DATA SUPPLIED Block Start

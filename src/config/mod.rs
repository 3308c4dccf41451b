//! Configuration module
//!
//! Describes where the service under test lives and which paths it serves.

mod file;

pub use file::{Endpoint, ServiceConfig};
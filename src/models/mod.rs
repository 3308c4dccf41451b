//! Data models for the suite
//!
//! Wire payloads, scenario records and run results.

mod payload;
mod result;
mod scenario;

pub use payload::{
    ErrorBody, LoginRequest, LoginResponse, RegistrationRequest, RegistrationResponse,
};
pub use result::{ScenarioResult, ScenarioStatus, SuiteSummary};
pub use scenario::{
    Action, Expectation, Scenario, ScenarioGroup, ScenarioId, TokenRef, UserRef,
};
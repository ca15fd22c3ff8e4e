use std::process::ExitCode;

use ollamatui::cli::{simplegen, run_tool};

fn main() -> ExitCode {
    run_tool(simplegen::run)
}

DATA SUPPLIED Block End

§ WHAT IS NEEDED
Among the records above, find the lines that contain "filename" and copy every one.

§ REPLY
filename src/config/mod.rs
filename src/models/mod.rs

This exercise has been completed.